*** Opening Data ***

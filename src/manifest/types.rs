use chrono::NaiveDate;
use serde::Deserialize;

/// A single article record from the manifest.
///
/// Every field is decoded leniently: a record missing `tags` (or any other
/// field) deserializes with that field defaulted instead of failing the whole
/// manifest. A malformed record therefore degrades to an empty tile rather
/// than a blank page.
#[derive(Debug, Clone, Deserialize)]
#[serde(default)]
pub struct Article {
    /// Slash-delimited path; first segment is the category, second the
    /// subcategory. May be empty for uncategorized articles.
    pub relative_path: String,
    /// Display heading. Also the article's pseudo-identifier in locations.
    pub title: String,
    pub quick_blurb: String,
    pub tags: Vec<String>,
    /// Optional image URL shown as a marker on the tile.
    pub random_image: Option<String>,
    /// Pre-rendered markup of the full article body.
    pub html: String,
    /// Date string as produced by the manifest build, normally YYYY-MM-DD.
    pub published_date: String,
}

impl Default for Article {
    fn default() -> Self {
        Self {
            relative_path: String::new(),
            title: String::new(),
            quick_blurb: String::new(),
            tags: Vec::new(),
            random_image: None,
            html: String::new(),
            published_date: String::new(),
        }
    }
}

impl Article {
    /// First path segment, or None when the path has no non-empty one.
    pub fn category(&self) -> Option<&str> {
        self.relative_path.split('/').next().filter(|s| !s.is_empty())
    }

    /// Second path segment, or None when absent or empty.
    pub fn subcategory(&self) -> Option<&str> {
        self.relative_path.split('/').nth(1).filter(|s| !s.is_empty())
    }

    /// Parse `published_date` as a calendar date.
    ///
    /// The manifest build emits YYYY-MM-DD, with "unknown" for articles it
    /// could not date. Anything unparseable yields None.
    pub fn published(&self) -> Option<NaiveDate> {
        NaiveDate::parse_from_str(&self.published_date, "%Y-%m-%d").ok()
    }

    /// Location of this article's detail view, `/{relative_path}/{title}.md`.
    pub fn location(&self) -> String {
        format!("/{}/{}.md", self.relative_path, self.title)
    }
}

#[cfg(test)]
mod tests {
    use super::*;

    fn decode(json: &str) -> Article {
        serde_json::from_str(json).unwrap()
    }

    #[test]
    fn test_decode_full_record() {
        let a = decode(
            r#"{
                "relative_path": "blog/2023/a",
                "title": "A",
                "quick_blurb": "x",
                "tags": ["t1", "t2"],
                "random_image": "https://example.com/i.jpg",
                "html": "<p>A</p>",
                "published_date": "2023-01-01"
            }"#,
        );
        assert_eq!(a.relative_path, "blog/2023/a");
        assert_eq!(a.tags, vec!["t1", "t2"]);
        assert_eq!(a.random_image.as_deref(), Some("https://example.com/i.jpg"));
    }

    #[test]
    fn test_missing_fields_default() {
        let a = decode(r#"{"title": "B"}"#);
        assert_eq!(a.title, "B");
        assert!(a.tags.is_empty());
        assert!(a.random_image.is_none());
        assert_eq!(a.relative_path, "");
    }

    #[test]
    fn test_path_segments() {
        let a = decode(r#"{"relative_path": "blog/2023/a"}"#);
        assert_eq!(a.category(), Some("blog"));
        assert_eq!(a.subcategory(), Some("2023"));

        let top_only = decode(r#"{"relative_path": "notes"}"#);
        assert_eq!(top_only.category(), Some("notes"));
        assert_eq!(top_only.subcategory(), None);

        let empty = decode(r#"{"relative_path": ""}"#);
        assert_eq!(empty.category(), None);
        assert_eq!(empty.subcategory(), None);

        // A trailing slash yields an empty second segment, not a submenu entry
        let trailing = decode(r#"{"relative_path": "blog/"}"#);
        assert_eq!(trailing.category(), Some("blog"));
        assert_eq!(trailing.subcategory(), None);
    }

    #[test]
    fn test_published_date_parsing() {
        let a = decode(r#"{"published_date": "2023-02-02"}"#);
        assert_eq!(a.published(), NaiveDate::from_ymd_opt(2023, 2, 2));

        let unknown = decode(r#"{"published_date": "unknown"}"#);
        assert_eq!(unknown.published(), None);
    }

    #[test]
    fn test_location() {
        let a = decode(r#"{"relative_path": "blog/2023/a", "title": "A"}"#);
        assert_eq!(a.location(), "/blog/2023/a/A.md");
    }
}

*** Closing Data ***
*** Opening Data ***

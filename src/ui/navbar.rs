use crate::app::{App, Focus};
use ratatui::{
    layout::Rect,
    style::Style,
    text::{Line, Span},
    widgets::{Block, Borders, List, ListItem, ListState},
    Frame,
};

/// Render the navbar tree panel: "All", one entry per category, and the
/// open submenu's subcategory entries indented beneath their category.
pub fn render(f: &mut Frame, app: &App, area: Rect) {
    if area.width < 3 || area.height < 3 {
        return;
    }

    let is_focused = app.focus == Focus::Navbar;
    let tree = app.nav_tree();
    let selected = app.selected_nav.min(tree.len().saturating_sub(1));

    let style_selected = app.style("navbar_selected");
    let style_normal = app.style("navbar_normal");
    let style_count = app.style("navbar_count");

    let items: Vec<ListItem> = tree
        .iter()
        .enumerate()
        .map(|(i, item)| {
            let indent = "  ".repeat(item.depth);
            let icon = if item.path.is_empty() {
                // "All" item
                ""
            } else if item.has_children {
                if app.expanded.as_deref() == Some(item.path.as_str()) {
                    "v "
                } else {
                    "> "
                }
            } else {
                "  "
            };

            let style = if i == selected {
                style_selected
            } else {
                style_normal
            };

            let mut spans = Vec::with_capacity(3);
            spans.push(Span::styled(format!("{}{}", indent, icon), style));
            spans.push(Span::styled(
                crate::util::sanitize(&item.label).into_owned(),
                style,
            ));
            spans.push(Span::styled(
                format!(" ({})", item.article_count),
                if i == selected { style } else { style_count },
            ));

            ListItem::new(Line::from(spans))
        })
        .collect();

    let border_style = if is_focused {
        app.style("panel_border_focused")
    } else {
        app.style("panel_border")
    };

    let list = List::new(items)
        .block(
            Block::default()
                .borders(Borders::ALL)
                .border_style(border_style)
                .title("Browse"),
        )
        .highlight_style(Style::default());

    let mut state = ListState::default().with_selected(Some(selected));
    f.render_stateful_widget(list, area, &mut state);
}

*** Closing Data ***

Every line of the listing that includes "split" must be shown.

        self.relative_path.split('/').next().filter(|s| !s.is_empty())
        self.relative_path.split('/').nth(1).filter(|s| !s.is_empty())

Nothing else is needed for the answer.